Nice! Going to check it out!

It’s been a while…and we have been very busy!

In prep for a mainnet proposal we have been busy hardening our stack, improving efficiency, testing failure scenarios for DR, and getting all the ducks in a row from a legal entity and business prospective.

That last “businessy” part is just as important as the tech part in our opinions.

Validators need highly available resources, highly available resources take money, and money getting involved usually means taking the necessary steps to ensure solvency, continuity, and the forming the legal structures to keep the entire operation (and those involved) safe and humming along smoothly.

Thankfully all “businessy” stuff is in pretty much in place now so we can get back the tech which is really where the fun starts.

Items Completed So Far:

Migration to most infra to ARM64 based hardware for all but the validators. Enables increased efficiency/reduced cost of OPs per clock and improved security via hardware enabled DRAM encryption.

Migration of Vault deployment to auto unseal with non-internal HA backend. Enables auto recovery with lower operation overhead and provides facilities for backup and replication to secondary DR site for validator key data.

Migration of Geth to a lower maintenance deployment. Enables auto pruning and backup of Geth DB and chain data at regular intervals improving time to recovery for failed Geth nodes, bringing increased efficiency in regards to storage use, and facilitating DR/secondary site recovery.

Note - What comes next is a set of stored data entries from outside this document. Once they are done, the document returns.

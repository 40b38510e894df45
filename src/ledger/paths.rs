//! File path canonicalization.
//!
//! A file keeps one id across renames. When `track_move` joins two ids the
//! old one is retired: its path now resolves to the surviving id and the
//! retired id is remembered as a successor link so ids recorded before the
//! rename (e.g. in compact summaries) can still be resolved.

use std::collections::HashMap;

pub type FileId = u32;

#[derive(Debug, Clone, Default)]
pub struct PathResolver {
    path_to_id: HashMap<String, FileId>,
    id_to_path: HashMap<FileId, String>,
    // retired id -> the id it was merged into
    successors: HashMap<FileId, FileId>,
    next_id: FileId,
}

impl PathResolver {
    pub fn new() -> Self {
        Self::default()
    }

    /// Return the live id for `path`, creating one on first sighting.
    pub fn add(&mut self, path: &str) -> FileId {
        if let Some(&id) = self.path_to_id.get(path) {
            return self.get_real_id(id);
        }
        let id = self.next_id;
        self.next_id += 1;
        self.path_to_id.insert(path.to_string(), id);
        self.id_to_path.insert(id, path.to_string());
        id
    }

    pub fn lookup(&self, path: &str) -> Option<FileId> {
        self.path_to_id.get(path).map(|&id| self.get_real_id(id))
    }

    /// Join `old_path` into `new_path`. Returns `(old_id, new_id)`; when they
    /// differ the caller must fold the old id's contributions into the new one.
    pub fn track_move(&mut self, old_path: &str, new_path: &str) -> (FileId, FileId) {
        let old_id = self.add(old_path);
        let new_id = self.add(new_path);
        if old_id != new_id {
            self.successors.insert(old_id, new_id);
            self.id_to_path.remove(&old_id);
            self.path_to_id.insert(old_path.to_string(), new_id);
        }
        (old_id, new_id)
    }

    /// Follow rename links from a possibly retired id to the live one.
    pub fn get_real_id(&self, id: FileId) -> FileId {
        let mut current = id;
        while let Some(&next) = self.successors.get(&current) {
            current = next;
        }
        current
    }

    /// Path most recently associated with a live id.
    pub fn path(&self, id: FileId) -> Option<&str> {
        self.id_to_path.get(&id).map(String::as_str)
    }

    pub fn is_retired(&self, id: FileId) -> bool {
        self.successors.contains_key(&id)
    }

    /// Number of live ids.
    pub fn len(&self) -> usize {
        self.id_to_path.len()
    }

    pub fn is_empty(&self) -> bool {
        self.id_to_path.is_empty()
    }
}

#[cfg(test)]
#[path = "paths_test.rs"]
mod tests;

Migration to Lighthouse beacon chain client as the primary beacon client with a lower maintenance deployment. Enables improved storage efficiency, and auto backup of DB/chain data at regular intervals lower time to recovery and DR.

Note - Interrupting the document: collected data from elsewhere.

//! Extraction of commit records and file sizes from a git repository.

use std::path::{Path, PathBuf};

use git2::{
    Delta, DiffFindOptions, DiffOptions, ObjectType, Repository, Sort, Tree, TreeWalkMode,
    TreeWalkResult,
};

use crate::commits::{ChangeType, CommitInfo, DiffEntry};
use crate::error::Result;
use crate::identity::UserInfo;
use crate::tree::FileEntry;

const SECONDS_PER_DAY: i64 = 86_400;

pub struct GitRepo {
    repo: Repository,
    root: PathBuf,
}

fn to_change_type(delta: Delta) -> Option<ChangeType> {
    match delta {
        Delta::Added => Some(ChangeType::Add),
        Delta::Modified | Delta::Typechange => Some(ChangeType::Modify),
        Delta::Deleted => Some(ChangeType::Delete),
        Delta::Renamed => Some(ChangeType::Rename),
        Delta::Copied => Some(ChangeType::Copy),
        _ => None,
    }
}

fn user_info(signature: &git2::Signature) -> UserInfo {
    UserInfo::new(
        signature.name().unwrap_or("unknown"),
        signature.email().unwrap_or("unknown"),
    )
}

fn path_string(path: Option<&Path>) -> Option<String> {
    path.map(|p| p.to_string_lossy().replace('\\', "/"))
}

impl GitRepo {
    pub fn open(path: &Path) -> Result<Self> {
        let repo = Repository::discover(path)?;
        let root = repo
            .workdir()
            .ok_or_else(|| git2::Error::from_str("bare repositories are not supported"))?
            .to_path_buf();
        Ok(Self { repo, root })
    }

    pub fn root(&self) -> &Path {
        &self.root
    }

    /// Name of the repository directory, used as the tree root name.
    pub fn name(&self) -> String {
        self.root
            .file_name()
            .map(|n| n.to_string_lossy().to_string())
            .unwrap_or_else(|| ".".to_string())
    }

    /// Commits reachable from HEAD, newest first, committed at most
    /// `days_gap` days before HEAD. An empty repository has no commits.
    pub fn commits(&self, days_gap: i64) -> Result<Vec<CommitInfo>> {
        let head = match self.repo.head() {
            Ok(head) => head.peel_to_commit()?,
            Err(e) if e.code() == git2::ErrorCode::UnbornBranch => return Ok(Vec::new()),
            Err(e) => return Err(e.into()),
        };
        let newest = head.time().seconds();
        let oldest = newest - days_gap * SECONDS_PER_DAY;

        let mut revwalk = self.repo.revwalk()?;
        revwalk.push(head.id())?;
        revwalk.set_sorting(Sort::TIME)?;

        let mut result = Vec::new();
        for oid in revwalk {
            let commit = self.repo.find_commit(oid?)?;
            let time = commit.time().seconds();
            if time < oldest || time > newest {
                continue;
            }
            result.push(self.commit_info(&commit)?);
        }
        log::info!("read {} commits within {days_gap} days of HEAD", result.len());
        Ok(result)
    }

    fn commit_info(&self, commit: &git2::Commit) -> Result<CommitInfo> {
        let parent_count = commit.parent_count();
        // merge commits are never attributed, skip their diff
        let diff_entries = if parent_count > 1 {
            Vec::new()
        } else {
            self.diff_entries(commit)?
        };
        Ok(CommitInfo {
            hash: Some(commit.id().to_string()),
            author: user_info(&commit.author()),
            committer: user_info(&commit.committer()),
            author_timestamp: commit.author().when().seconds() * 1000,
            committer_timestamp: commit.committer().when().seconds() * 1000,
            diff_entries,
            parent_count,
            message: commit.message().unwrap_or("").to_string(),
        })
    }

    fn diff_entries(&self, commit: &git2::Commit) -> Result<Vec<DiffEntry>> {
        let tree = commit.tree()?;
        let parent_tree = if commit.parent_count() > 0 {
            Some(commit.parent(0)?.tree()?)
        } else {
            None
        };

        let mut opts = DiffOptions::new();
        let mut diff =
            self.repo
                .diff_tree_to_tree(parent_tree.as_ref(), Some(&tree), Some(&mut opts))?;
        let mut find = DiffFindOptions::new();
        find.renames(true);
        diff.find_similar(Some(&mut find))?;

        let mut entries = Vec::new();
        for delta in diff.deltas() {
            let Some(change_type) = to_change_type(delta.status()) else {
                continue;
            };
            let old_path = path_string(delta.old_file().path());
            let new_path = path_string(delta.new_file().path());
            let (old_path, new_path) = match (old_path, new_path) {
                (Some(old), Some(new)) => (old, new),
                (Some(path), None) | (None, Some(path)) => (path.clone(), path),
                (None, None) => continue,
            };
            entries.push(DiffEntry {
                old_path,
                new_path,
                change_type,
            });
        }
        Ok(entries)
    }

    /// Every file of the HEAD snapshot with its blob size.
    pub fn file_sizes(&self) -> Result<Vec<FileEntry>> {
        let tree = match self.repo.head() {
            Ok(head) => head.peel_to_tree()?,
            Err(e) if e.code() == git2::ErrorCode::UnbornBranch => return Ok(Vec::new()),
            Err(e) => return Err(e.into()),
        };
        self.tree_sizes(&tree)
    }

    /// Blob sizes below `tree`. Unreadable blobs are logged and count as 0 bytes.
    fn tree_sizes(&self, tree: &Tree) -> Result<Vec<FileEntry>> {
        let mut files = Vec::new();
        tree.walk(TreeWalkMode::PreOrder, |dir, entry| {
            if entry.kind() != Some(ObjectType::Blob) {
                return TreeWalkResult::Ok;
            }
            let Some(name) = entry.name() else {
                return TreeWalkResult::Ok;
            };
            let path = format!("{dir}{name}");
            let bytes = match self.repo.find_blob(entry.id()) {
                Ok(blob) => blob.size() as u64,
                Err(e) => {
                    log::warn!("missing object for {path}: {e}, using 0 bytes");
                    0
                }
            };
            files.push(FileEntry::new(path, bytes));
            TreeWalkResult::Ok
        })?;
        Ok(files)
    }
}

#[cfg(test)]
#[path = "mod_test.rs"]
mod tests;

Improved network architecture enhancing availability, efficiency, and security through removal of unnecessary complexity.

Deployment of a hardened host OS purpose built for hosting containers which includes the removal of all unnecessary packages/libraries, the removal of SSH, and deployment of AppArmor/SELinux rulesets. OS Image is built at a regular cadence to include updates. CVEs, depending on criticality, may be addressed sooner than standard update cadence

Hosts are replaced as new OS versions become available in a rolling-update fashion

All data now encrypted at rest.

All traffic to components external to the validator cluster, those being backup data streams, vault HA backend, and admin side channel are encrypted in transit with at least TLS 1.2

Deployment of automated builds for all deployed containers including sync jobs for “official” external containers like the eth-sidecar deployed by stakewise helm charts (for example)

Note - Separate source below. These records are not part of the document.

use super::*;
use crate::config::FileConfig;

fn groups() -> Vec<Vec<UserInfo>> {
    vec![vec![
        UserInfo::new("Jane Doe", "jane@a.com"),
        UserInfo::new("J. Doe", "jd@b.org"),
    ]]
}

#[test]
fn toml_fragment_loads_as_config() {
    let text = to_toml(&groups()).unwrap();
    let config: FileConfig = toml::from_str(&text).unwrap();
    assert_eq!(config.aliases, groups());
}

#[test]
fn print_functions_do_not_panic() {
    print_report(&groups());
    print_report(&[]);
    print_json(&groups()).unwrap();
}
//! Bus factor analysis of git repositories.
//!
//! Commits are folded into a per-file [`ledger::Ledger`] of time-decayed
//! contributions. [`authorship`] turns those into degree-of-authorship
//! scores, [`selector`] picks key developers and computes the bus factor
//! of a set of files, and [`tree`] aggregates it over a directory tree.
//! [`context::BusFactor`] ties the pieces together.

pub mod aliases;
pub mod analyze;
pub mod authorship;
pub mod cli;
pub mod commits;
pub mod config;
pub mod context;
pub mod error;
pub mod git;
pub mod identity;
pub mod ledger;
pub mod report_helpers;
pub mod selector;
pub mod tree;
pub mod util;

pub use context::{BusFactor, ComputationContext};
pub use error::{BusFactorError, Result};
use std::io;
use std::path::PathBuf;

use busfactor::analyze::AnalyzeOptions;
use busfactor::cli::{Cli, Commands};
use busfactor::{aliases, analyze};
use clap::{CommandFactory, Parser};

fn main() {
    let cli = Cli::parse();

    let level = if cli.verbose { "debug" } else { "warn" };
    env_logger::Builder::from_env(env_logger::Env::default().default_filter_or(level)).init();

    let result = match cli.command {
        Commands::Analyze {
            path,
            json,
            depth,
            top,
            summaries,
            merge_aliases,
            config,
        } => {
            let target = path.unwrap_or_else(|| PathBuf::from("."));
            let options = AnalyzeOptions {
                json,
                depth,
                top,
                merge_aliases,
                summaries,
            };
            analyze::run(
                &target,
                config.config.as_deref(),
                config.overrides(),
                &options,
            )
        }
        Commands::Aliases {
            path,
            json,
            toml,
            top,
            config,
            days_gap,
        } => {
            let target = path.unwrap_or_else(|| PathBuf::from("."));
            aliases::run(&target, config.as_deref(), days_gap, json, toml, top)
        }
        Commands::Completions { shell } => {
            clap_complete::generate(shell, &mut Cli::command(), "bf", &mut io::stdout());
            Ok(())
        }
    };

    if let Err(err) = result {
        eprintln!("error: {err}");
        std::process::exit(1);
    }
}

Privately hosted container and artifact repos

Deployment of enhanced host and container monitoring with in the environment. Enables blending of Prometheus data with finer grained metrics from outside observers of the cluster.

Deployment new validator storage backend providing HA for slashing DBs while ensuring key isolation between validator sets. This ensures higher validator availability as it isolates the storage from the compute and allows for backups to be taken incase of corruption/for DR purposes.

Items left to be completed (ideally before a mainnet proposal):

Migrate validators to Lighthouse. We feel strongly about client diversity along with some advantages we see lighthouse bringing to the table for us. We will also move validators to ARM64 hardware in this step as well.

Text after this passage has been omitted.